Once you answer these questions, you need to look at what your primary goals for the property are.
How will selling this property affect my taxable income?
Planning for taxes is essential, lest you get hit with an easily avoidable penalty, or worse, eat up most of your profits by ending up in a higher tax bracket as a result of the sale.
The most common way to handle this is through a 1031 tax exchange, but since there are time limits on when 1031 can be performed, you’ll need to
identify a property before or soon after you sell the property. If you’re unsure, it’s best to consult a tax professional before you purchase the property so you can reduce your tax burden right from the start.
Make sure you choose an excellent tax adviser; if you use a cheap franchise be prepared to get what your money pays for. Commercial real estate involves large sums of money; be ready and willing to pay the money necessary to keep what you earn.
Upgrade and sell
Some investors prefer to find properties that can be upgraded and sold within a few years. Their goal is to get the net operating income as high as possible, then sell. This type of investor is looking for properties that are undermanaged, with delayed maintenance or other easy fixes, in good locations.

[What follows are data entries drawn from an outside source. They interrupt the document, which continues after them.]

// Copyright (c) 2025 - Cowboy AI, Inc.
//! Properties and Creators
//!
//! A [`Property`] is one testable slot of a bean model: an accessor plus
//! the flags that drive verification. Flags are mutable only while
//! customisers run at model-build time; the model is immutable afterwards.
//!
//! A [`Creator`] is the resolved construction path: an ordered parameter
//! signature plus the function that instantiates the bean.

use std::collections::BTreeSet;
use std::fmt;
use std::sync::Arc;

use crate::errors::{VerifyError, VerifyResult};
use crate::model::descriptor::{ConstructorDescriptor, PropertyAccessor};
use crate::values::{TypeInfo, Value};

/// One testable property of a bean model
#[derive(Clone)]
pub struct Property {
    accessor: Arc<PropertyAccessor>,
    nullable: bool,
    significant: bool,
    ignored: bool,
    type_override: Option<TypeInfo>,
}

impl Property {
    /// Wrap an accessor with default flags
    ///
    /// Properties start significant, not ignored, and inherit the
    /// accessor's nullability.
    pub fn new(accessor: Arc<PropertyAccessor>) -> Self {
        let nullable = accessor.nullable();
        Self {
            accessor,
            nullable,
            significant: true,
            ignored: false,
            type_override: None,
        }
    }

    /// Property name, unique within its owner
    pub fn name(&self) -> &str {
        self.accessor.name()
    }

    /// Effective value type: the explicit override if set, otherwise the
    /// accessor's declared type
    pub fn value_type(&self) -> TypeInfo {
        self.type_override.unwrap_or_else(|| self.accessor.value_type())
    }

    /// Whether the property may hold an absent value
    pub fn is_nullable(&self) -> bool {
        self.nullable
    }

    /// Whether the property participates in equality
    pub fn is_significant(&self) -> bool {
        self.significant
    }

    /// Whether the property is excluded from all testing
    pub fn is_ignored(&self) -> bool {
        self.ignored
    }

    /// Whether the property takes part in generation and verification
    pub fn is_testable(&self) -> bool {
        !self.ignored
    }

    /// Set the nullable flag (customiser use)
    pub fn set_nullable(&mut self, nullable: bool) {
        self.nullable = nullable;
    }

    /// Set the significant flag (customiser use)
    pub fn set_significant(&mut self, significant: bool) {
        self.significant = significant;
    }

    /// Set the ignored flag (customiser use)
    pub fn set_ignored(&mut self, ignored: bool) {
        self.ignored = ignored;
    }

    /// Override the declared value type (customiser use)
    pub fn set_type_override(&mut self, type_info: TypeInfo) {
        self.type_override = Some(type_info);
    }

    /// Read this property from an instance
    pub fn get(&self, owner: &Value) -> VerifyResult<Value> {
        self.accessor.get(owner)
    }

    /// Write this property, returning the updated instance
    pub fn set(&self, owner: Value, value: Value) -> VerifyResult<Value> {
        self.accessor.set(owner, value)
    }
}

impl fmt::Debug for Property {
    fn fmt(&self, f: &mut fmt::Formatter<'_>) -> fmt::Result {
        f.debug_struct("Property")
            .field("name", &self.name())
            .field("value_type", &self.value_type().short_name())
            .field("nullable", &self.nullable)
            .field("significant", &self.significant)
            .field("ignored", &self.ignored)
            .finish()
    }
}

/// The resolved construction path for a bean
#[derive(Clone)]
pub struct Creator {
    param_names: Vec<String>,
    param_types: Vec<TypeInfo>,
    signature: String,
    invoke: Arc<dyn Fn(Vec<Value>) -> VerifyResult<Value> + Send + Sync>,
}

impl Creator {
    /// Build a creator from an explicit signature and invoke function
    ///
    /// Validates the signature invariants: equal-length name and type
    /// lists, no empty names, unique names.
    pub fn new(
        param_names: Vec<String>,
        param_types: Vec<TypeInfo>,
        signature: String,
        invoke: Arc<dyn Fn(Vec<Value>) -> VerifyResult<Value> + Send + Sync>,
    ) -> VerifyResult<Self> {
        if param_names.len() != param_types.len() {
            return Err(VerifyError::configuration(format!(
                "creator '{}' declares {} parameter names but {} parameter types",
                signature,
                param_names.len(),
                param_types.len()
            )));
        }
        let mut seen = BTreeSet::new();
        for name in &param_names {
            if name.is_empty() {
                return Err(VerifyError::configuration(format!(
                    "creator '{}' declares an empty parameter name",
                    signature
                )));
            }
            if !seen.insert(name.clone()) {
                return Err(VerifyError::configuration(format!(
                    "creator '{}' declares duplicate parameter name '{}'",
                    signature, name
                )));
            }
        }
        Ok(Self {
            param_names,
            param_types,
            signature,
            invoke,
        })
    }

    /// Build a creator from a constructor descriptor with recoverable names
    pub fn from_constructor(constructor: &ConstructorDescriptor) -> VerifyResult<Self> {
        let names = constructor.param_names().ok_or_else(|| {
            VerifyError::configuration(format!(
                "parameter names are not recoverable for '{}'",
                constructor.signature()
            ))
        })?;
        Self::new(
            names.to_vec(),
            constructor.param_types().to_vec(),
            constructor.signature().to_string(),
            {
                let constructor = constructor.clone();
                Arc::new(move |args| constructor.invoke(args))
            },
        )
    }

    /// Build a creator from a constructor descriptor, substituting
    /// caller-supplied parameter names
    pub fn from_constructor_with_names(
        constructor: &ConstructorDescriptor,
        names: Vec<String>,
    ) -> VerifyResult<Self> {
        Self::new(
            names,
            constructor.param_types().to_vec(),
            constructor.signature().to_string(),
            {
                let constructor = constructor.clone();
                Arc::new(move |args| constructor.invoke(args))
            },
        )
    }

    /// Ordered (name, type) parameter pairs
    pub fn params(&self) -> impl Iterator<Item = (&str, TypeInfo)> {
        self.param_names
            .iter()
            .map(String::as_str)
            .zip(self.param_types.iter().copied())
    }

    /// Parameter names, in order
    pub fn param_names(&self) -> &[String] {
        &self.param_names
    }

    /// Number of parameters
    pub fn arity(&self) -> usize {
        self.param_types.len()
    }

    /// Textual signature of the resolved construction path
    pub fn signature(&self) -> &str {
        &self.signature
    }

    /// Construct an instance from ordered argument values
    pub fn invoke(&self, args: Vec<Value>) -> VerifyResult<Value> {
        (self.invoke)(args)
    }
}

impl fmt::Debug for Creator {
    fn fmt(&self, f: &mut fmt::Formatter<'_>) -> fmt::Result {
        write!(f, "Creator({})", self.signature)
    }
}

#[cfg(test)]
mod tests {
    use super::*;
    use pretty_assertions::assert_eq;

    fn noop_invoke() -> Arc<dyn Fn(Vec<Value>) -> VerifyResult<Value> + Send + Sync> {
        Arc::new(|_| Ok(Value::new(0_i32)))
    }

    #[test]
    fn test_creator_validation() {
        let ok = Creator::new(
            vec!["a".to_string(), "b".to_string()],
            vec![TypeInfo::of::<i32>(), TypeInfo::of::<String>()],
            "T(a, b)".to_string(),
            noop_invoke(),
        );
        assert!(ok.is_ok());

        let mismatched = Creator::new(
            vec!["a".to_string()],
            vec![TypeInfo::of::<i32>(), TypeInfo::of::<String>()],
            "T(a)".to_string(),
            noop_invoke(),
        );
        assert!(matches!(mismatched, Err(VerifyError::Configuration(_))));

        let duplicate = Creator::new(
            vec!["a".to_string(), "a".to_string()],
            vec![TypeInfo::of::<i32>(), TypeInfo::of::<i32>()],
            "T(a, a)".to_string(),
            noop_invoke(),
        );
        assert!(matches!(duplicate, Err(VerifyError::Configuration(_))));

        let empty = Creator::new(
            vec!["".to_string()],
            vec![TypeInfo::of::<i32>()],
            "T()".to_string(),
            noop_invoke(),
        );
        assert!(matches!(empty, Err(VerifyError::Configuration(_))));
    }

    #[test]
    fn test_creator_params_iteration() {
        let creator = Creator::new(
            vec!["x".to_string(), "y".to_string()],
            vec![TypeInfo::of::<u8>(), TypeInfo::of::<u16>()],
            "P(x, y)".to_string(),
            noop_invoke(),
        )
        .unwrap();

        let params: Vec<(&str, TypeInfo)> = creator.params().collect();
        assert_eq!(params.len(), 2);
        assert_eq!(params[0].0, "x");
        assert_eq!(params[1].1, TypeInfo::of::<u16>());
    }
}
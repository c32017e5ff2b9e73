// Copyright (c) 2025 - Cowboy AI, Inc.
//! Test Context
//!
//! A [`TestContext`] owns every piece of shared state a verification run
//! needs: the value factory repository, the descriptor registry, the
//! per-type model cache, and the anti-spam bookkeeping for dynamic
//! factory synthesis. Contexts are cheap to clone (all state is shared)
//! and safe to use from multiple threads at once.
//!
//! There is no hidden global registry: callers create and thread their
//! own context. A single process-wide instance is offered through
//! [`default_context`] for convenience only.

use std::any::{Any, TypeId};
use std::collections::HashMap;
use std::sync::Arc;

use dashmap::{DashMap, DashSet};
use once_cell::sync::Lazy;
use tracing::warn;

use crate::errors::VerifyResult;
use crate::lookup::FactoryLookup;
use crate::model::{BeanDescriptor, BeanModel, DescriptorRegistry, ReflectionProvider};
use crate::values::{TypeInfo, Value, ValueFactory, ValueFactoryRepository, ValueKind};

/// Synthesis records above this size trigger a trim
const SYNTHESIS_HIGH_WATER: usize = 1000;

/// Trimming removes records until roughly this many remain
const SYNTHESIS_LOW_WATER: usize = 50;

static DEFAULT_CONTEXT: Lazy<TestContext> = Lazy::new(TestContext::new);

/// The process-wide default context
pub fn default_context() -> &'static TestContext {
    &DEFAULT_CONTEXT
}

#[derive(Debug)]
struct ContextInner {
    repository: ValueFactoryRepository,
    descriptors: DescriptorRegistry,
    models: DashMap<TypeId, Arc<BeanModel>>,
    synthesized: DashSet<String>,
    skipped_creators: DashSet<(TypeId, String)>,
}

/// Owned context for verification runs
#[derive(Debug, Clone)]
pub struct TestContext {
    inner: Arc<ContextInner>,
}

impl Default for TestContext {
    fn default() -> Self {
        Self::new()
    }
}

impl TestContext {
    /// Create a context preloaded with the built-in value factories
    pub fn new() -> Self {
        Self {
            inner: Arc::new(ContextInner {
                repository: ValueFactoryRepository::with_builtins(),
                descriptors: DescriptorRegistry::new(),
                models: DashMap::new(),
                synthesized: DashSet::new(),
                skipped_creators: DashSet::new(),
            }),
        }
    }

    /// The value factory repository shared by this context
    pub fn repository(&self) -> &ValueFactoryRepository {
        &self.inner.repository
    }

    /// Register a value factory for type `T`
    pub fn register_factory<T: Any>(&self, factory: ValueFactory) {
        self.inner.repository.register::<T>(factory);
    }

    /// Register a type descriptor
    pub fn register_descriptor(&self, descriptor: BeanDescriptor) -> Arc<BeanDescriptor> {
        self.inner.descriptors.register(descriptor)
    }

    /// Look up the descriptor for a type
    pub fn describe(&self, type_id: TypeId) -> Option<Arc<BeanDescriptor>> {
        self.inner.descriptors.describe(type_id)
    }

    /// Produce a value for a property, resolving a factory through the
    /// full fallback chain
    pub fn create_value(
        &self,
        owner: TypeInfo,
        property: &str,
        requested: TypeInfo,
        kind: ValueKind,
        overrides: Option<&VerifyConfig>,
    ) -> VerifyResult<Value> {
        FactoryLookup::new(self.clone())
            .find_factory(owner, property, requested, overrides)?
            .create(kind)
    }

    pub(crate) fn cached_model(&self, type_id: TypeId) -> Option<Arc<BeanModel>> {
        self.inner.models.get(&type_id).map(|entry| Arc::clone(entry.value()))
    }

    pub(crate) fn cache_model(&self, model: Arc<BeanModel>) {
        self.inner.models.insert(model.bean_type().id(), model);
    }

    /// Record a dynamic synthesis for an (owner, property type) pair
    ///
    /// Returns `true` exactly when this pair has not been recorded before;
    /// callers emit their diagnostic only on `true`. The record set is
    /// trimmed toward a low-water mark once it passes the high-water mark;
    /// which members survive a trim is unspecified.
    pub(crate) fn note_synthesis(&self, owner: TypeInfo, requested: TypeInfo) -> bool {
        let records = &self.inner.synthesized;
        if records.len() > SYNTHESIS_HIGH_WATER {
            let mut excess = records.len().saturating_sub(SYNTHESIS_LOW_WATER);
            records.retain(|_| {
                if excess > 0 {
                    excess -= 1;
                    false
                } else {
                    true
                }
            });
        }
        records.insert(format!("{}.{}", owner.name(), requested.name()))
    }

    /// Number of recorded synthesis events (diagnostic bookkeeping)
    pub(crate) fn synthesis_record_count(&self) -> usize {
        self.inner.synthesized.len()
    }

    /// Warn once per skipped constructor whose parameter names are not
    /// recoverable
    pub(crate) fn note_skipped_creator(&self, bean_type: TypeInfo, signature: &str) {
        if self
            .inner
            .skipped_creators
            .insert((bean_type.id(), signature.to_string()))
        {
            warn!(
                bean_type = bean_type.name(),
                signature, "skipping constructor: parameter names are not recoverable"
            );
        }
    }
}

/// Per-run configuration: property factory overrides and hash checking
#[derive(Clone)]
pub struct VerifyConfig {
    overrides: HashMap<String, ValueFactory>,
    check_hashes: bool,
}

impl Default for VerifyConfig {
    fn default() -> Self {
        Self::new()
    }
}

impl VerifyConfig {
    /// Create a configuration with no overrides and hash checking enabled
    pub fn new() -> Self {
        Self {
            overrides: HashMap::new(),
            check_hashes: true,
        }
    }

    /// Override the factory used for one named property
    pub fn override_factory(mut self, property: &str, factory: ValueFactory) -> Self {
        self.overrides.insert(property.to_string(), factory);
        self
    }

    /// Enable or disable hash-code checking
    pub fn check_hashes(mut self, enabled: bool) -> Self {
        self.check_hashes = enabled;
        self
    }

    /// The override factory for a property, if configured
    pub fn override_for(&self, property: &str) -> Option<ValueFactory> {
        self.overrides.get(property).cloned()
    }

    /// Whether hash-code checking is enabled
    pub fn hashes_enabled(&self) -> bool {
        self.check_hashes
    }
}

impl std::fmt::Debug for VerifyConfig {
    fn fmt(&self, f: &mut std::fmt::Formatter<'_>) -> std::fmt::Result {
        f.debug_struct("VerifyConfig")
            .field("overrides", &self.overrides.keys().collect::<Vec<_>>())
            .field("check_hashes", &self.check_hashes)
            .finish()
    }
}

Their exit strategy is to increase tenant occupancy, raise rents, and then sell the property for a lower cap rate and make a profit.
Buy and hold
This type of investor is interested in holding a property for at least 20 to 25 years. Although they are interested in raising the NOI as high as possible, they are more interested in getting a steady monthly income over the long term.
They are looking for safer, low-risk properties that offer a stable NOI. They expect to make a profit over the long-term through appreciation and through excellent property management.
These are the main questions you should ask yourself before formulating your exit strategy.
There are, however, several other factors that can affect which exit strategy you choose:
- Market conditions
- Location of the property
- Purchase price
- Property value
- Condition of the property
- Time to close
- Financing options
- Profit potential
At the same time, there are some factors that can ruin even the best-laid plans. These are:
- Unexpected maintenance costs, particularly cap-ex
- Loss of a promised loan
- Tenant vacancies
- Poor property management – this one is very common
- Lack of demand
- Failed escrow
Types of Exit Strategies
This is a short list of possible exit strategies. Don’t feel compelled to stick with these; consult with your broker and an experienced tax advisor for suggestions specific to your investment goals and property type.
1.Hold on to property for the long term.
2.Wholesale the property.
3.Buy and flip the property as soon as possible. If you get an offer close to your ideal price, sell it immediately. The longer you wait, the more things can go wrong.
4.Sell the property after two or three years, then do a 1031 tax exchange with the money.
5.Gift the property to your heirs.
6.Do a sale-leaseback.
7.Do a cash-out refinance loan. The additional money can be used to buy a new property or renovate one you already own.
Remember, an exit strategy can change depending on the circumstances.
You should actually have more than one exit strategy; typically three is the ideal number since you will likely have one type of exit strategy before you purchase the property, another one after you’ve owned it for a while and have a better handle on things, and a third strategy composed right before you plan on selling.